Open Data Portal - Part 2

I had been thinking about Datasette all wrong. I’m used to working with static websites where I download code, modify it at will and upload it somewhere to get served as a website. Instead I need to think of Datasette as an application I can install.

$ pip install datasette

Then I install sqlite-utils, the library made by the Datasette creator to make it easier to manipulate sqlite databases.

$ pip install sqlite-utils

I got the routes.txt file from Metro’s bus GTFS data and loaded it into a sqlite database.

$ sqlite-utils insert routes.db routes routes.txt --csv

The documentation is a little bit vague on this but I believe the command format is:

$ sqlite-utils insert [database-name.db] [table-name] [source-file-name.ext] --[delimiter]

OF COURSE after I go through this I find this other library from the Datasette creator… csvs-to-sqlite.

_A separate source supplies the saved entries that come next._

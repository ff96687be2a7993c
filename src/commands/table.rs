//! Command Table
//!
//! The table maps opcodes to handlers. It is built once, before the server
//! starts, and is immutable afterwards: the event loop only ever reads it.
//!
//! Lookup is a linear scan in registration order and the first matching entry
//! wins. Registering the same opcode twice is allowed, but the later entry is
//! unreachable.
//!
//! ## Example
//!
//! ```
//! use msgsrv::commands::CommandTable;
//!
//! let table = CommandTable::builder()
//!     .register_fn(0x10, |request, response| {
//!         response[1] = request[1];
//!         Ok(())
//!     })
//!     .unimplemented(0x20)
//!     .build();
//!
//! assert_eq!(table.len(), 2);
//! assert!(table.lookup(0x10).unwrap().handler().is_some());
//! assert!(table.lookup(0x20).unwrap().handler().is_none());
//! assert!(table.lookup(0x30).is_none());
//! ```

use crate::commands::handler::{CommandHandler, FnHandler, HandlerResult};
use crate::protocol::{RequestFrame, ResponseFrame};
use std::fmt;
use std::sync::Arc;
use tracing::warn;

/// Practical limit on the number of table entries.
///
/// Larger tables still work, but lookup is linear, so building one logs a
/// warning.
pub const MAX_COMMANDS: usize = 32;

/// One registered command.
#[derive(Clone)]
pub struct CommandEntry {
    opcode: u32,
    handler: Option<Arc<dyn CommandHandler>>,
}

impl CommandEntry {
    /// Returns the opcode this entry answers to.
    pub fn opcode(&self) -> u32 {
        self.opcode
    }

    /// Returns the bound handler, if any.
    pub fn handler(&self) -> Option<&dyn CommandHandler> {
        self.handler.as_deref()
    }
}

impl fmt::Debug for CommandEntry {
    fn fmt(&self, f: &mut fmt::Formatter<'_>) -> fmt::Result {
        f.debug_struct("CommandEntry")
            .field("opcode", &format_args!("{:#x}", self.opcode))
            .field("has_handler", &self.handler.is_some())
            .finish()
    }
}

/// Immutable opcode-to-handler table.
#[derive(Clone, Debug, Default)]
pub struct CommandTable {
    entries: Vec<CommandEntry>,
}

impl CommandTable {
    /// Starts building a table.
    pub fn builder() -> CommandTableBuilder {
        CommandTableBuilder::default()
    }

    /// Finds the first entry registered for `opcode`.
    pub fn lookup(&self, opcode: u32) -> Option<&CommandEntry> {
        self.entries.iter().find(|entry| entry.opcode == opcode)
    }

    /// Returns all entries in registration order.
    pub fn entries(&self) -> &[CommandEntry] {
        &self.entries
    }

    /// Returns the number of entries, duplicates included.
    pub fn len(&self) -> usize {
        self.entries.len()
    }

    /// Returns true if no commands are registered.
    pub fn is_empty(&self) -> bool {
        self.entries.is_empty()
    }
}

/// Builder for [`CommandTable`].
#[derive(Default)]
pub struct CommandTableBuilder {
    entries: Vec<CommandEntry>,
}

impl CommandTableBuilder {
    /// Registers a handler for `opcode`.
    pub fn register<H>(mut self, opcode: u32, handler: H) -> Self
    where
        H: CommandHandler + 'static,
    {
        self.entries.push(CommandEntry {
            opcode,
            handler: Some(Arc::new(handler)),
        });
        self
    }

    /// Registers a handler that is already shared elsewhere.
    pub fn register_shared(mut self, opcode: u32, handler: Arc<dyn CommandHandler>) -> Self {
        self.entries.push(CommandEntry {
            opcode,
            handler: Some(handler),
        });
        self
    }

    /// Registers a closure as the handler for `opcode`.
    pub fn register_fn<F>(self, opcode: u32, f: F) -> Self
    where
        F: Fn(&RequestFrame, &mut ResponseFrame) -> HandlerResult + Send + Sync + 'static,
    {
        self.register(opcode, FnHandler(f))
    }

    /// Reserves `opcode` without a handler.
    ///
    /// Requests for it are answered with `NOT_IMPLEMENTED` instead of
    /// `UNKNOWN_COMMAND`.
    pub fn unimplemented(mut self, opcode: u32) -> Self {
        self.entries.push(CommandEntry {
            opcode,
            handler: None,
        });
        self
    }

    /// Finishes the table.
    pub fn build(self) -> CommandTable {
        if self.entries.len() > MAX_COMMANDS {
            warn!(
                commands = self.entries.len(),
                max = MAX_COMMANDS,
                "Command table exceeds the recommended size"
            );
        }

        CommandTable {
            entries: self.entries,
        }
    }
}

impl fmt::Debug for CommandTableBuilder {
    fn fmt(&self, f: &mut fmt::Formatter<'_>) -> fmt::Result {
        f.debug_struct("CommandTableBuilder")
            .field("entries", &self.entries)
            .finish()
    }
}

#[cfg(test)]
mod tests {
    use super::*;
    use crate::commands::handler::HandlerError;

    #[test]
    fn test_empty_table() {
        let table = CommandTable::builder().build();
        assert!(table.is_empty());
        assert!(table.lookup(0).is_none());
    }

    #[test]
    fn test_registration_order_is_kept() {
        let table = CommandTable::builder()
            .unimplemented(3)
            .register_fn(1, |_, _| Ok(()))
            .unimplemented(2)
            .build();

        let opcodes: Vec<u32> = table.entries().iter().map(|e| e.opcode()).collect();
        assert_eq!(opcodes, vec![3, 1, 2]);
    }

    #[test]
    fn test_first_registration_wins() {
        let table = CommandTable::builder()
            .unimplemented(0x10)
            .register_fn(0x10, |_, _| Ok(()))
            .build();

        assert_eq!(table.len(), 2);
        assert!(table.lookup(0x10).unwrap().handler().is_none());
    }

    #[test]
    fn test_register_shared() {
        let shared: Arc<dyn CommandHandler> =
            Arc::new(FnHandler(|_: &RequestFrame, _: &mut ResponseFrame| -> HandlerResult {
                Err(HandlerError::new("nope"))
            }));

        let table = CommandTable::builder()
            .register_shared(1, Arc::clone(&shared))
            .register_shared(2, shared)
            .build();

        assert!(table.lookup(1).unwrap().handler().is_some());
        assert!(table.lookup(2).unwrap().handler().is_some());
    }

    #[test]
    fn test_oversized_table_still_builds() {
        let mut builder = CommandTable::builder();
        for opcode in 0..(MAX_COMMANDS as u32 + 8) {
            builder = builder.unimplemented(opcode);
        }

        let table = builder.build();
        assert_eq!(table.len(), MAX_COMMANDS + 8);
        assert!(table.lookup(MAX_COMMANDS as u32 + 7).is_some());
    }

    #[test]
    fn test_entry_debug() {
        let table = CommandTable::builder().unimplemented(0x20).build();
        assert_eq!(
            format!("{:?}", table.entries()[0]),
            "CommandEntry { opcode: 0x20, has_handler: false }"
        );
    }
}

It’s even easier to turn a csv into a sqlite database.

$ pip install csvs-to-sqlite

The README doesn’t mention this but it will add a new table to an existing database.

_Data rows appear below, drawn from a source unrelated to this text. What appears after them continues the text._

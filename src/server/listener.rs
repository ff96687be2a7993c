//! Listener Bootstrap
//!
//! Creates the listening socket for a server instance: socket, bind, listen.
//! Each step has its own error so the log says exactly what failed. There is
//! no retry; a port that is already in use stays in use.

use crate::server::config::ServerConfig;
use crate::server::error::ServerError;
use tokio::net::{TcpListener, TcpSocket};
use tracing::debug;

/// Creates, binds and starts listening on the configured address.
///
/// Must be called from within a Tokio runtime.
pub fn bind_listener(config: &ServerConfig) -> Result<TcpListener, ServerError> {
    let addr = config.bind_address();

    let socket = if addr.is_ipv4() {
        TcpSocket::new_v4()
    } else {
        TcpSocket::new_v6()
    }
    .map_err(ServerError::Socket)?;

    socket
        .bind(addr)
        .map_err(|source| ServerError::Bind { addr, source })?;

    let listener = socket.listen(config.backlog).map_err(ServerError::Listen)?;
    debug!(%addr, backlog = config.backlog, "Listening socket ready");

    Ok(listener)
}

#[cfg(test)]
mod tests {
    use super::*;
    use std::net::Ipv4Addr;

    #[tokio::test]
    async fn test_bind_ephemeral_port() {
        let config = ServerConfig::new(0).with_host(Ipv4Addr::LOCALHOST);
        let listener = bind_listener(&config).unwrap();

        let addr = listener.local_addr().unwrap();
        assert!(addr.ip().is_loopback());
        assert_ne!(addr.port(), 0);
    }

    #[tokio::test]
    async fn test_port_in_use() {
        let first = bind_listener(&ServerConfig::new(0).with_host(Ipv4Addr::LOCALHOST)).unwrap();
        let port = first.local_addr().unwrap().port();

        let config = ServerConfig::new(port).with_host(Ipv4Addr::LOCALHOST);
        match bind_listener(&config) {
            Err(ServerError::Bind { addr, .. }) => assert_eq!(addr.port(), port),
            other => panic!("expected bind error, got {:?}", other.map(|_| ())),
        }
    }

    #[tokio::test]
    async fn test_accepts_connections() {
        let listener = bind_listener(&ServerConfig::new(0).with_host(Ipv4Addr::LOCALHOST)).unwrap();
        let addr = listener.local_addr().unwrap();

        let client = tokio::spawn(tokio::net::TcpStream::connect(addr));
        let (_stream, peer) = listener.accept().await.unwrap();
        let client = client.await.unwrap().unwrap();

        assert_eq!(client.local_addr().unwrap(), peer);
    }
}
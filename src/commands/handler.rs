//! Command Handlers
//!
//! A handler implements the behavior of one command. It receives the full
//! request frame and a zero-filled response frame, writes whatever payload
//! words it wants into the response, and reports success or failure.
//!
//! Handlers never choose the status word themselves: the dispatcher maps
//! `Ok(())` to [`Status::Ok`](crate::protocol::Status::Ok) and `Err(_)` to
//! [`Status::HandlerError`](crate::protocol::Status::HandlerError), and
//! overwrites word 0 after the call.
//!
//! ## Implementing a Handler
//!
//! Either implement [`CommandHandler`] on a type:
//!
//! ```
//! use msgsrv::commands::{CommandHandler, HandlerResult};
//! use msgsrv::protocol::{RequestFrame, ResponseFrame};
//!
//! struct Echo;
//!
//! impl CommandHandler for Echo {
//!     fn handle(&self, request: &RequestFrame, response: &mut ResponseFrame) -> HandlerResult {
//!         response.payload_mut().copy_from_slice(request.payload());
//!         Ok(())
//!     }
//! }
//! ```
//!
//! or register a closure with
//! [`CommandTableBuilder::register_fn`](crate::commands::CommandTableBuilder::register_fn).

use crate::protocol::{RequestFrame, ResponseFrame};
use std::fmt;
use thiserror::Error;

/// Failure reported by a handler.
///
/// The message is only logged on the server; the client sees
/// `HANDLER_ERROR` plus whatever payload the handler wrote.
#[derive(Debug, Error, Clone, PartialEq, Eq)]
#[error("{message}")]
pub struct HandlerError {
    message: String,
}

impl HandlerError {
    /// Creates a handler error with a message for the server log.
    pub fn new(message: impl Into<String>) -> Self {
        Self {
            message: message.into(),
        }
    }

    /// Returns the error message.
    pub fn message(&self) -> &str {
        &self.message
    }
}

/// Result type returned by handlers.
pub type HandlerResult = Result<(), HandlerError>;

/// The behavior of a single command.
///
/// Handlers are shared by every connection of a server instance and are
/// invoked on the server's event-loop thread, so they must be `Send + Sync`
/// and should return promptly: a blocking handler stalls the whole instance.
pub trait CommandHandler: Send + Sync {
    /// Handles one request, writing payload words into `response`.
    fn handle(&self, request: &RequestFrame, response: &mut ResponseFrame) -> HandlerResult;
}

/// Adapts a closure to [`CommandHandler`].
pub(crate) struct FnHandler<F>(pub(crate) F);

impl<F> CommandHandler for FnHandler<F>
where
    F: Fn(&RequestFrame, &mut ResponseFrame) -> HandlerResult + Send + Sync,
{
    fn handle(&self, request: &RequestFrame, response: &mut ResponseFrame) -> HandlerResult {
        (self.0)(request, response)
    }
}

impl<F> fmt::Debug for FnHandler<F> {
    fn fmt(&self, f: &mut fmt::Formatter<'_>) -> fmt::Result {
        f.write_str("FnHandler")
    }
}
//! Wire Constants and Status Codes
//!
//! Every message on the wire is a single fixed-size frame of 32 unsigned
//! 32-bit words, sent in network byte order (big-endian).
//!
//! ## Frame Layout
//!
//! ```text
//!  word:   0          1          2                      31
//!        ┌──────────┬──────────┬──────────┬── ... ──┬──────────┐
//!  req   │  opcode  │ payload  │ payload  │         │ payload  │
//!        ├──────────┼──────────┼──────────┼── ... ──┼──────────┤
//!  resp  │  status  │ payload  │ payload  │         │ payload  │
//!        └──────────┴──────────┴──────────┴── ... ──┴──────────┘
//!          4 bytes    4 bytes                          = 128 bytes
//! ```
//!
//! ## Status Codes
//!
//! | Code | Meaning                                       |
//! |------|-----------------------------------------------|
//! | 200  | Handler ran and reported success              |
//! | 100  | No command registered for the opcode          |
//! | 110  | Opcode registered, but no handler is bound    |
//! | 120  | Handler ran and reported failure              |

use std::fmt;

/// Number of 32-bit words in every frame (request and response).
pub const FRAME_WORDS: usize = 32;

/// Number of payload words following the opcode/status word.
pub const PAYLOAD_WORDS: usize = FRAME_WORDS - 1;

/// Size of a frame on the wire, in bytes.
pub const FRAME_LEN: usize = FRAME_WORDS * 4;

/// Status code carried in word 0 of every response frame.
#[derive(Debug, Clone, Copy, PartialEq, Eq, Hash)]
#[repr(u32)]
pub enum Status {
    /// The handler ran and reported success
    Ok = 200,
    /// No table entry matches the opcode
    UnknownCommand = 100,
    /// The opcode is registered without a handler
    NotImplemented = 110,
    /// The handler ran and reported failure
    HandlerError = 120,
}

impl Status {
    /// All status codes, in ascending code order.
    pub const ALL: [Status; 4] = [
        Status::UnknownCommand,
        Status::NotImplemented,
        Status::HandlerError,
        Status::Ok,
    ];

    /// Returns the numeric code written to the wire.
    pub const fn code(self) -> u32 {
        self as u32
    }

    /// Parses a raw status word.
    pub fn from_code(code: u32) -> Option<Self> {
        match code {
            200 => Some(Status::Ok),
            100 => Some(Status::UnknownCommand),
            110 => Some(Status::NotImplemented),
            120 => Some(Status::HandlerError),
            _ => None,
        }
    }

    /// Returns true if the command was executed successfully.
    pub fn is_ok(self) -> bool {
        self == Status::Ok
    }
}

impl fmt::Display for Status {
    fn fmt(&self, f: &mut fmt::Formatter<'_>) -> fmt::Result {
        let name = match self {
            Status::Ok => "OK",
            Status::UnknownCommand => "UNKNOWN_COMMAND",
            Status::NotImplemented => "NOT_IMPLEMENTED",
            Status::HandlerError => "HANDLER_ERROR",
        };
        write!(f, "{} ({})", name, self.code())
    }
}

$ csvs-to-sqlite trips.txt routes.db

$ sqlite-utils tables routes.db --counts

[{"table": "routes", "count": 134},

{"table": "trips", "count": 27912}]

You can even pass it multiple files and it will bundle them into a single database:

$ csvs-to-sqlite routes.txt trips.txt gtfs-bus.db

Run Datasette using this new gtfs-bus.db and I see a top level heading of gtfs-bus (the database) with routes and trips listed (the tables, which are just individual files). SQL querying worked.

Publishing

I used the auto-updating standalone installation because the ‘snap’ install didn’t work.

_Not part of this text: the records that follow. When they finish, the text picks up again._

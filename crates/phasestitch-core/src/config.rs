use std::fmt;

use serde::{Deserialize, Serialize};

use crate::consts::{
    DEFAULT_CHECK_PEAKS, DEFAULT_MIN_OVERLAP_FRACTION, DEFAULT_THRESHOLD_DISPLACEMENT_ABSOLUTE,
    DEFAULT_THRESHOLD_DISPLACEMENT_RELATIVE, DEFAULT_THRESHOLD_R, DEFAULT_TILE_OVERLAP,
    MIN_MAX_DISPLACEMENT_ERROR,
};
use crate::error::{Result, StitchError};
use crate::pool::WorkerPool;
use crate::score::{CrossCorrelationResult, ScoringParams};

/// How overlapping tiles are blended once placed. Carried for the caller;
/// nothing in this crate fuses images.
#[derive(Clone, Copy, Debug, Default, PartialEq, Eq, Serialize, Deserialize)]
#[serde(rename_all = "snake_case")]
pub enum FusionMethod {
    #[default]
    LinearBlending,
    Average,
    Median,
    MaxIntensity,
    MinIntensity,
    Overlay,
    None,
}

impl fmt::Display for FusionMethod {
    fn fmt(&self, f: &mut fmt::Formatter<'_>) -> fmt::Result {
        let name = match self {
            FusionMethod::LinearBlending => "Linear Blending",
            FusionMethod::Average => "Average",
            FusionMethod::Median => "Median",
            FusionMethod::MaxIntensity => "Max. Intensity",
            FusionMethod::MinIntensity => "Min. Intensity",
            FusionMethod::Overlay => "Overlay into composite image",
            FusionMethod::None => "Do not fuse images",
        };
        f.write_str(name)
    }
}

/// Parameters of a single pairwise registration.
#[derive(Clone, Debug, PartialEq, Serialize, Deserialize)]
#[serde(default)]
pub struct RegistrationConfig {
    /// PCM peaks examined per pair. Each expands into `2^N` wrap variants.
    pub check_peaks: usize,
    /// Mirror-extend and apply the exponential edge window before the FFT.
    pub windowing: bool,
    pub min_overlap_fraction: f64,
    /// Only accept PCM samples that are local maxima on the torus.
    pub local_maxima_only: bool,
    /// Worker threads; `None` uses the available hardware concurrency.
    pub threads: Option<usize>,
}

impl Default for RegistrationConfig {
    fn default() -> Self {
        Self {
            check_peaks: DEFAULT_CHECK_PEAKS,
            windowing: true,
            min_overlap_fraction: DEFAULT_MIN_OVERLAP_FRACTION,
            local_maxima_only: false,
            threads: None,
        }
    }
}

impl RegistrationConfig {
    pub fn validate(&self) -> Result<()> {
        if self.check_peaks == 0 {
            return Err(StitchError::Config("check_peaks must be at least 1".into()));
        }
        if !(0.0..1.0).contains(&self.min_overlap_fraction) {
            return Err(StitchError::Config(format!(
                "min_overlap_fraction must be in [0, 1), got {}",
                self.min_overlap_fraction
            )));
        }
        if self.threads == Some(0) {
            return Err(StitchError::Config("threads must be at least 1".into()));
        }
        Ok(())
    }

    pub fn scoring_params(&self) -> ScoringParams {
        ScoringParams {
            min_overlap_fraction: self.min_overlap_fraction,
        }
    }

    pub fn build_pool(&self) -> Result<WorkerPool> {
        match self.threads {
            Some(n) => WorkerPool::new(n),
            None => WorkerPool::with_available_parallelism(),
        }
    }
}

/// Grid description and acceptance thresholds for a tile collection.
#[derive(Clone, Debug, PartialEq, Serialize, Deserialize)]
#[serde(default)]
pub struct GridLayout {
    pub grid_size_x: usize,
    pub grid_size_y: usize,
    /// Nominal overlap between neighbouring tiles (0.0..1.0).
    pub tile_overlap: f64,
    pub fusion_method: FusionMethod,
    /// Pairs whose best correlation falls below this are discarded.
    pub threshold_r: f64,
    /// Ratio of max to average displacement error tolerated by a global fit.
    pub threshold_displacement_relative: f64,
    /// Average displacement error (pixels) tolerated by a global fit.
    pub threshold_displacement_absolute: f64,
    pub registration: RegistrationConfig,
}

impl Default for GridLayout {
    fn default() -> Self {
        Self {
            grid_size_x: 1,
            grid_size_y: 1,
            tile_overlap: DEFAULT_TILE_OVERLAP,
            fusion_method: FusionMethod::default(),
            threshold_r: DEFAULT_THRESHOLD_R,
            threshold_displacement_relative: DEFAULT_THRESHOLD_DISPLACEMENT_RELATIVE,
            threshold_displacement_absolute: DEFAULT_THRESHOLD_DISPLACEMENT_ABSOLUTE,
            registration: RegistrationConfig::default(),
        }
    }
}

impl GridLayout {
    pub fn tile_count(&self) -> usize {
        self.grid_size_x * self.grid_size_y
    }

    pub fn validate(&self) -> Result<()> {
        if self.grid_size_x == 0 || self.grid_size_y == 0 {
            return Err(StitchError::Config(format!(
                "grid must have at least one tile, got {}x{}",
                self.grid_size_x, self.grid_size_y
            )));
        }
        if !(0.0..1.0).contains(&self.tile_overlap) {
            return Err(StitchError::Config(format!(
                "tile_overlap must be in [0, 1), got {}",
                self.tile_overlap
            )));
        }
        self.registration.validate()
    }

    /// Whether a registration result is good enough to keep.
    pub fn accepts<const N: usize>(&self, result: &CrossCorrelationResult<N>) -> bool {
        result.overlapping_pixels > 0 && result.r >= self.threshold_r
    }

    /// Whether the displacement errors left by a global fit are tolerable.
    ///
    /// Fails when the worst error is large in absolute terms and exceeds the
    /// average by more than the relative threshold, or when the average
    /// itself exceeds the absolute threshold.
    pub fn displacement_consistent(&self, avg_error: f64, max_error: f64) -> bool {
        let outlier = avg_error * self.threshold_displacement_relative < max_error
            && max_error > MIN_MAX_DISPLACEMENT_ERROR;
        !(outlier || avg_error > self.threshold_displacement_absolute)
    }
}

$ curl https://cli-assets.heroku.com/install.sh | sh

Logging in to my Heroku account was super easy. I crossed my fingers and ran the publish command… and it FAILED because the name ‘datasette’ was already taken. What a dumb error, of course I need to give it a unique name.

$ datasette publish heroku gtfs-bus.db -n datasette-gtfs-bus

Voilà: Datasette demo running GTFS bus data!